RAPPORTO APPROVATO DALLA COMMISSIONE

SULLO STATO DI PREVISIONE

DEL MINISTERO DELLA DIFESA

(DISEGNO DI LEGGE N. 1818 – Tabella 12)

E SULLE PARTI CORRISPONDENTI DEL DISEGNO DI LEGGE N. 1817

 

 

 

 

La Commissione Difesa,

 

            esaminato lo stato di previsione del Ministero della difesa per l’anno finanziario 2008, nonché le parti corrispondenti del disegno di legge finanziaria,

 

            preso atto dei contenuti della Nota aggiuntiva allo Stato di previsione per la Difesa per l'anno 2008,

 

            rilevato, per quanto di propria competenza, che:

 

per l’impostazione del bilancio del Ministero della difesa, gli obiettivi prioritari individuati dal Governo comportano la riorganizzazione e la razionalizzazione della Difesa, la professionalizzazione delle Forze armate e l’ammodernamento dello strumento militare, al fine di svilupparne la piena operatività anche in contesti internazionali;

 

le spese per l'esercizio e per l'investimento sono state oggetto di notevoli riduzioni negli ultimi anni, e pertanto richiedono significativi interventi correttivi;

 

constatato che, come detto anche nella Nota aggiuntiva, il settore esercizio è risultato "drammaticamente penalizzato dalla preclusiva incongruenza della disponibilità di risorse negli ultimi anni", tanto da "avvicinarsi sempre più alla soglia di una irreversibile inefficienza";

 

rilevato che, sempre nella Nota aggiuntiva, si sottolinea in più punti che l'inadeguatezza degli stanziamenti potrà ingenerare situazioni di criticità allarmante, tali da rendere difficile garantire tutti gli impegni assunti dal Vertice politico in ambito internazionale, e si segnala il rischio di un inarrestabile decadimento che corrono tutte le componenti (interforze, terrestre, marittima, aerea);

 

che la voce più cospicua è quella relativa al personale, che rappresenta circa il 65 per cento della spesa;

 

con riferimento alle norme in materia di personale contenute nel disegno di legge finanziaria, e segnatamente all’articolo 22 comma 1, che l’allocazione nel disegno di legge finanziaria 2008 di 30 milioni di euro, a fronte dei circa 120 sottratti con la precedente finanziaria, non è risolutivo.

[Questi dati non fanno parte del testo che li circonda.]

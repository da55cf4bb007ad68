#![allow(dead_code)]

use std::collections::VecDeque;

use fbsql_core::{Connection, Row, SqlValue};

/// Error replayed by [`ScriptedConnection`].
#[derive(Debug, thiserror::Error)]
#[error("{0}")]
pub struct ScriptedError(pub String);

/// In-memory connection replaying canned responses in order and recording
/// every statement it was asked to run. Once the script runs out, every
/// statement succeeds with no rows.
#[derive(Debug, Default)]
pub struct ScriptedConnection {
    responses: VecDeque<Result<Vec<Row>, ScriptedError>>,
    pub executed: Vec<(String, Vec<SqlValue>)>,
}

impl ScriptedConnection {
    pub fn new() -> Self {
        Self::default()
    }

    /// Queues a successful response.
    pub fn returns(mut self, rows: Vec<Row>) -> Self {
        self.responses.push_back(Ok(rows));
        self
    }

    /// Queues a single-value response.
    pub fn returns_int(self, value: i64) -> Self {
        self.returns(vec![vec![SqlValue::Int(value)]])
    }

    /// Queues a failure.
    pub fn fails(mut self, message: &str) -> Self {
        self.responses
            .push_back(Err(ScriptedError(String::from(message))));
        self
    }

    pub fn sql(&self) -> Vec<&str> {
        self.executed.iter().map(|(sql, _)| sql.as_str()).collect()
    }
}

impl Connection for ScriptedConnection {
    type Error = ScriptedError;

    fn execute(&mut self, sql: &str, params: &[SqlValue]) -> Result<Vec<Row>, Self::Error> {
        self.executed.push((String::from(sql), params.to_vec()));
        self.responses.pop_front().unwrap_or_else(|| Ok(vec![]))
    }
}

pub fn text(value: &str) -> SqlValue {
    SqlValue::Text(String::from(value))
}

/// Installs a test-writer subscriber so `tracing` output shows up in
/// failing tests.
pub fn init_tracing() {
    let _ = tracing_subscriber::fmt()
        .with_test_writer()
        .with_max_level(tracing::Level::DEBUG)
        .try_init();
}
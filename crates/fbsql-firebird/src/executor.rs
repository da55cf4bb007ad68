//! Insert execution.
//!
//! Renders an insert, issues its statements in order and, when asked,
//! recovers the generated key the way the server version allows: from the
//! `RETURNING` row, from a key fetched up front, or by reading the table's
//! sequence afterwards. A key the caller bound explicitly is returned as is.

use fbsql_core::compiler::check_insert;
use fbsql_core::plan::{InsertField, InsertPlan};
use fbsql_core::{CompileError, Connection, Dialect, RenderedStatement, Row, SqlValue};
use tracing::{debug, info};

use crate::compiler::FirebirdCompiler;
use crate::error::{Error, Result};
use crate::keys;
use crate::options::KeyGeneration;

/// Executes inserts against a connection.
#[derive(Debug, Clone, Copy)]
pub struct InsertExecutor<'a> {
    compiler: &'a FirebirdCompiler,
}

impl<'a> InsertExecutor<'a> {
    /// Creates an executor rendering through `compiler`.
    #[must_use]
    pub const fn new(compiler: &'a FirebirdCompiler) -> Self {
        Self { compiler }
    }

    /// Inserts the plan's rows and, if `return_id` is set, returns the key
    /// of the single inserted row.
    ///
    /// # Errors
    ///
    /// Returns [`Error::Compile`] if `return_id` is set for more than one
    /// row (before anything is executed), [`Error::Database`] if any
    /// statement fails, and [`Error::UnexpectedResult`] if no key can be
    /// read back.
    pub fn execute_insert<C: Connection>(
        &self,
        conn: &mut C,
        plan: &InsertPlan,
        return_id: bool,
    ) -> Result<Option<i64>> {
        let plan = plan.clone().returning_id(return_id);
        check_insert(&plan)?;

        if self.preassigns_keys(&plan) {
            let first = self.insert_with_preassigned_keys(conn, &plan)?;
            return Ok(return_id.then_some(first));
        }

        let (statements, last_rows) = self.run(conn, &plan)?;
        if !return_id {
            return Ok(None);
        }
        // A key bound by the caller is the one inserted, whatever the sequence says.
        if !plan.primary_key.auto || key_position(&plan).is_some() {
            return supplied_key(&plan).map(Some);
        }
        if self.compiler.dialect().can_return_id_from_insert() {
            return keys::required_i64(&last_rows, &statements[0].sql).map(Some);
        }
        keys::last_insert_id(conn, &plan.table).map(Some)
    }

    /// Renders `plan` and issues its statements in order, returning them
    /// with the rows produced by the last one.
    fn run<C: Connection>(
        &self,
        conn: &mut C,
        plan: &InsertPlan,
    ) -> Result<(Vec<RenderedStatement>, Vec<Row>)> {
        let statements = self.compiler.compile_insert(plan)?;
        let mut last_rows: Vec<Row> = vec![];
        for statement in &statements {
            debug!(sql = %statement.sql, params = statement.params.len(), "Executing SQL");
            last_rows = conn.execute_rendered(statement).map_err(Error::database)?;
        }
        info!(
            table = %plan.table,
            rows = plan.rows.len(),
            statements = statements.len(),
            "Inserted rows"
        );
        Ok((statements, last_rows))
    }

    /// Inserts row by row, fetching each key right before its INSERT so the
    /// `MAX + 1` fallback sees the previous row. Returns the first key.
    fn insert_with_preassigned_keys<C: Connection>(
        &self,
        conn: &mut C,
        plan: &InsertPlan,
    ) -> Result<i64> {
        let dialect = self.compiler.dialect();
        let mut fields = plan.fields.clone();
        fields.insert(0, InsertField::new(&plan.primary_key.column));

        let mut first = None;
        for values in &plan.rows {
            let id = keys::next_primary_key(conn, dialect, &plan.table, &plan.primary_key.column)?;
            let mut keyed = Vec::with_capacity(values.len() + 1);
            keyed.push(SqlValue::Int(id));
            keyed.extend(values.iter().cloned());
            let row_plan =
                InsertPlan::new(&plan.table, plan.primary_key.clone(), fields.clone()).row(keyed);
            self.run(conn, &row_plan)?;
            first.get_or_insert(id);
        }
        first.ok_or_else(|| {
            Error::Compile(CompileError::NoRows {
                table: plan.table.clone(),
            })
        })
    }

    fn preassigns_keys(&self, plan: &InsertPlan) -> bool {
        let dialect = self.compiler.dialect();
        plan.primary_key.auto
            && !dialect.can_return_id_from_insert()
            && dialect.key_generation() == KeyGeneration::Preassign
            && key_position(plan).is_none()
    }
}

fn key_position(plan: &InsertPlan) -> Option<usize> {
    plan.fields
        .iter()
        .position(|f| f.column.eq_ignore_ascii_case(&plan.primary_key.column))
}

/// The caller-supplied key of the first row.
fn supplied_key(plan: &InsertPlan) -> Result<i64> {
    let value = key_position(plan)
        .and_then(|i| plan.rows.first().and_then(|row| row.get(i)))
        .ok_or_else(|| {
            Error::UnexpectedResult(format!("no primary key value supplied for '{}'", plan.table))
        })?;
    value.as_i64().ok_or_else(|| {
        Error::UnexpectedResult(format!(
            "primary key of '{}' is not an integer: {value:?}",
            plan.table
        ))
    })
}
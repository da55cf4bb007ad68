//! Engine-agnostic query plans.
//!
//! A plan is the finished description of one logical statement, produced by
//! the query-building layer. Compilers only read plans; the builder-style
//! methods here consume and return `self` so a plan is never mutated once it
//! has been handed over.

use crate::builder::{Condition, SqlValue};

/// One logical statement.
#[derive(Debug, Clone, PartialEq)]
pub enum QueryPlan {
    /// A row-returning SELECT.
    Select(SelectPlan),
    /// Aggregates computed over a SELECT.
    Aggregate(AggregatePlan),
    /// An INSERT of one or more rows.
    Insert(InsertPlan),
    /// An UPDATE.
    Update(UpdatePlan),
    /// A DELETE.
    Delete(DeletePlan),
}

/// A SELECT with its pagination bounds.
///
/// `low_mark`/`high_mark` describe a zero-based, half-open row range;
/// `high_mark == None` means "to the end of the result set".
#[derive(Debug, Clone, PartialEq)]
pub struct SelectPlan {
    /// Whether to select distinct rows.
    pub distinct: bool,
    /// Output columns, already resolved.
    pub columns: Vec<String>,
    /// Source table (may carry an alias).
    pub table: String,
    /// Rendered join clauses.
    pub joins: Vec<String>,
    /// WHERE condition.
    pub filter: Option<Condition>,
    /// GROUP BY columns.
    pub group_by: Vec<String>,
    /// ORDER BY terms (e.g. `"name"`, `"id DESC"`).
    pub order_by: Vec<String>,
    /// First row of the range.
    pub low_mark: u64,
    /// One past the last row of the range.
    pub high_mark: Option<u64>,
}

impl SelectPlan {
    /// Creates a plan selecting `columns` from `table`.
    #[must_use]
    pub fn new(table: &str, columns: &[&str]) -> Self {
        Self {
            distinct: false,
            columns: columns.iter().map(|c| String::from(*c)).collect(),
            table: String::from(table),
            joins: vec![],
            filter: None,
            group_by: vec![],
            order_by: vec![],
            low_mark: 0,
            high_mark: None,
        }
    }

    /// Sets DISTINCT.
    #[must_use]
    pub const fn distinct(mut self) -> Self {
        self.distinct = true;
        self
    }

    /// Adds a LEFT JOIN.
    #[must_use]
    pub fn left_join(mut self, table: &str, on: &str) -> Self {
        self.joins.push(format!("LEFT JOIN {table} ON {on}"));
        self
    }

    /// Sets the WHERE condition.
    #[must_use]
    pub fn filter(mut self, condition: Condition) -> Self {
        self.filter = Some(condition);
        self
    }

    /// Sets the GROUP BY columns.
    #[must_use]
    pub fn group_by(mut self, cols: &[&str]) -> Self {
        self.group_by = cols.iter().map(|c| String::from(*c)).collect();
        self
    }

    /// Sets the ORDER BY terms.
    #[must_use]
    pub fn order_by(mut self, terms: &[&str]) -> Self {
        self.order_by = terms.iter().map(|t| String::from(*t)).collect();
        self
    }

    /// Restricts the plan to rows `low..high` (`high == None`: to the end).
    ///
    /// A `high` below `low` is clamped to `low`, which yields an empty range.
    #[must_use]
    pub fn slice(mut self, low: u64, high: Option<u64>) -> Self {
        self.low_mark = low;
        self.high_mark = high.map(|h| h.max(low));
        self
    }

    /// Returns `true` when the plan restricts the row range at all.
    #[must_use]
    pub const fn is_sliced(&self) -> bool {
        self.low_mark > 0 || self.high_mark.is_some()
    }
}

/// Aggregate functions.
#[derive(Debug, Clone, Copy, PartialEq, Eq)]
pub enum AggregateFunction {
    /// COUNT
    Count,
    /// SUM
    Sum,
    /// AVG
    Avg,
    /// MIN
    Min,
    /// MAX
    Max,
}

impl AggregateFunction {
    /// Returns the SQL function name.
    #[must_use]
    pub const fn as_sql(self) -> &'static str {
        match self {
            Self::Count => "COUNT",
            Self::Sum => "SUM",
            Self::Avg => "AVG",
            Self::Min => "MIN",
            Self::Max => "MAX",
        }
    }
}

/// One aggregate output column.
#[derive(Debug, Clone, PartialEq, Eq)]
pub struct Aggregate {
    /// The function.
    pub function: AggregateFunction,
    /// The aggregated column; `None` means `*`.
    pub column: Option<String>,
    /// Output alias.
    pub alias: String,
}

impl Aggregate {
    /// `COUNT(*) AS alias`.
    #[must_use]
    pub fn count_all(alias: &str) -> Self {
        Self {
            function: AggregateFunction::Count,
            column: None,
            alias: String::from(alias),
        }
    }

    /// `FUNC(column) AS alias`.
    #[must_use]
    pub fn of(function: AggregateFunction, column: &str, alias: &str) -> Self {
        Self {
            function,
            column: Some(String::from(column)),
            alias: String::from(alias),
        }
    }

    /// Returns the SQL representation.
    #[must_use]
    pub fn to_sql(&self) -> String {
        let arg = self.column.as_deref().unwrap_or("*");
        format!("{}({arg}) AS {}", self.function.as_sql(), self.alias)
    }
}

/// Aggregates computed over the rows of `source`.
#[derive(Debug, Clone, PartialEq)]
pub struct AggregatePlan {
    /// The rows being aggregated, including their pagination.
    pub source: SelectPlan,
    /// Output aggregates.
    pub aggregates: Vec<Aggregate>,
}

impl AggregatePlan {
    /// Creates an aggregate plan.
    #[must_use]
    pub const fn new(source: SelectPlan, aggregates: Vec<Aggregate>) -> Self {
        Self { source, aggregates }
    }
}

/// The primary key of an insert target.
#[derive(Debug, Clone, PartialEq, Eq)]
pub struct PrimaryKey {
    /// Column name.
    pub column: String,
    /// Whether the engine generates the value.
    pub auto: bool,
}

impl PrimaryKey {
    /// An engine-generated key.
    #[must_use]
    pub fn auto(column: &str) -> Self {
        Self {
            column: String::from(column),
            auto: true,
        }
    }

    /// A key supplied by the caller.
    #[must_use]
    pub fn manual(column: &str) -> Self {
        Self {
            column: String::from(column),
            auto: false,
        }
    }
}

/// A column written by an INSERT.
#[derive(Debug, Clone, PartialEq, Eq)]
pub struct InsertField {
    /// Column name.
    pub column: String,
    /// Custom placeholder expression wrapping the bound value, e.g.
    /// `CAST(? AS BLOB SUB_TYPE TEXT)`. Must contain exactly one `?`.
    pub placeholder: Option<String>,
}

impl InsertField {
    /// A plain bound column.
    #[must_use]
    pub fn new(column: &str) -> Self {
        Self {
            column: String::from(column),
            placeholder: None,
        }
    }

    /// A column bound through a custom placeholder expression.
    #[must_use]
    pub fn with_placeholder(column: &str, placeholder: &str) -> Self {
        Self {
            column: String::from(column),
            placeholder: Some(String::from(placeholder)),
        }
    }
}

/// An INSERT of one or more objects.
///
/// `rows` holds one entry per object; each entry has one value per field.
/// When `fields` is empty the insert is identity-only and each entry is empty.
#[derive(Debug, Clone, PartialEq)]
pub struct InsertPlan {
    /// Target table.
    pub table: String,
    /// Target primary key.
    pub primary_key: PrimaryKey,
    /// Explicit fields, in column order.
    pub fields: Vec<InsertField>,
    /// One value list per object.
    pub rows: Vec<Vec<SqlValue>>,
    /// Whether the generated primary key must be returned.
    pub return_id: bool,
}

impl InsertPlan {
    /// Creates an insert with explicit fields and no rows yet.
    #[must_use]
    pub fn new(table: &str, primary_key: PrimaryKey, fields: Vec<InsertField>) -> Self {
        Self {
            table: String::from(table),
            primary_key,
            fields,
            rows: vec![],
            return_id: false,
        }
    }

    /// Creates an identity-only insert of `objects` rows.
    #[must_use]
    pub fn identity_only(table: &str, primary_key: PrimaryKey, objects: usize) -> Self {
        Self {
            table: String::from(table),
            primary_key,
            fields: vec![],
            rows: vec![vec![]; objects],
            return_id: false,
        }
    }

    /// Appends one object's values.
    #[must_use]
    pub fn row(mut self, values: Vec<SqlValue>) -> Self {
        self.rows.push(values);
        self
    }

    /// Requests the generated primary key back.
    #[must_use]
    pub const fn returning_id(mut self, return_id: bool) -> Self {
        self.return_id = return_id;
        self
    }

    /// Returns `true` if any field needs a custom placeholder expression.
    #[must_use]
    pub fn has_custom_placeholders(&self) -> bool {
        self.fields.iter().any(|f| f.placeholder.is_some())
    }
}

/// An UPDATE.
#[derive(Debug, Clone, PartialEq)]
pub struct UpdatePlan {
    /// Target table.
    pub table: String,
    /// `column = value` assignments.
    pub assignments: Vec<(String, SqlValue)>,
    /// WHERE condition.
    pub filter: Option<Condition>,
}

impl UpdatePlan {
    /// Creates an update with no assignments yet.
    #[must_use]
    pub fn new(table: &str) -> Self {
        Self {
            table: String::from(table),
            assignments: vec![],
            filter: None,
        }
    }

    /// Adds an assignment.
    #[must_use]
    pub fn set(mut self, column: &str, value: SqlValue) -> Self {
        self.assignments.push((String::from(column), value));
        self
    }

    /// Sets the WHERE condition.
    #[must_use]
    pub fn filter(mut self, condition: Condition) -> Self {
        self.filter = Some(condition);
        self
    }
}

/// A DELETE.
#[derive(Debug, Clone, PartialEq)]
pub struct DeletePlan {
    /// Target table.
    pub table: String,
    /// WHERE condition.
    pub filter: Option<Condition>,
}

impl DeletePlan {
    /// Creates a delete of every row in `table`.
    #[must_use]
    pub fn new(table: &str) -> Self {
        Self {
            table: String::from(table),
            filter: None,
        }
    }

    /// Sets the WHERE condition.
    #[must_use]
    pub fn filter(mut self, condition: Condition) -> Self {
        self.filter = Some(condition);
        self
    }
}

Infatti si mantengono le Forze Armate a livelli più bassi di quelli previsti per legge senza discuterne in Parlamento ed in un momento di massimo impegno operativo, e non si scongiura il rischio che migliaia di volontari in ferma breve  vengano congedati nel corso dei prossimi anni (2009-2014), creando così una gravissima situazione di assoluta rilevanza politica;

 

l’assoluta insufficienza delle norme di copertura finanziaria riguardanti i rinnovi contrattuali, di cui all’articolo 95 della legge finanziaria;

 

che l’articolo 5, in materia di accise ed ulteriori interventi nel settore tributario, si limita a dar corso ad una partita di giro tra l’imposizione di una tassazione e la sua copertura nel bilancio generale dello Stato;

 

che la lettura della complessiva manovra di bilancio riferita al comparto evidenzia una completa disattenzione del Governo nei confronti degli impegni sottoscritti all’atto della stipula del contratto normativo 2006-2007 e del cosiddetto "patto per la sicurezza";

 

che nulla la manovra di bilancio prevede per la questione alloggiativa, a fronte di una nota situazione di disagio del personale;

 

l’insufficienza degli stanziamenti idonei a dare finalmente soluzione alle questioni connesse agli operatori vittime di patologie causate da esposizione a uranio impoverito;

 

che non risulta riconosciuto uno status specifico al personale della Difesa, in ragione dei peculiari compiti ad esso affidati, che trovano fondamento nei principi costituzionali;

 

per quanto di competenza, formula rapporto contrario.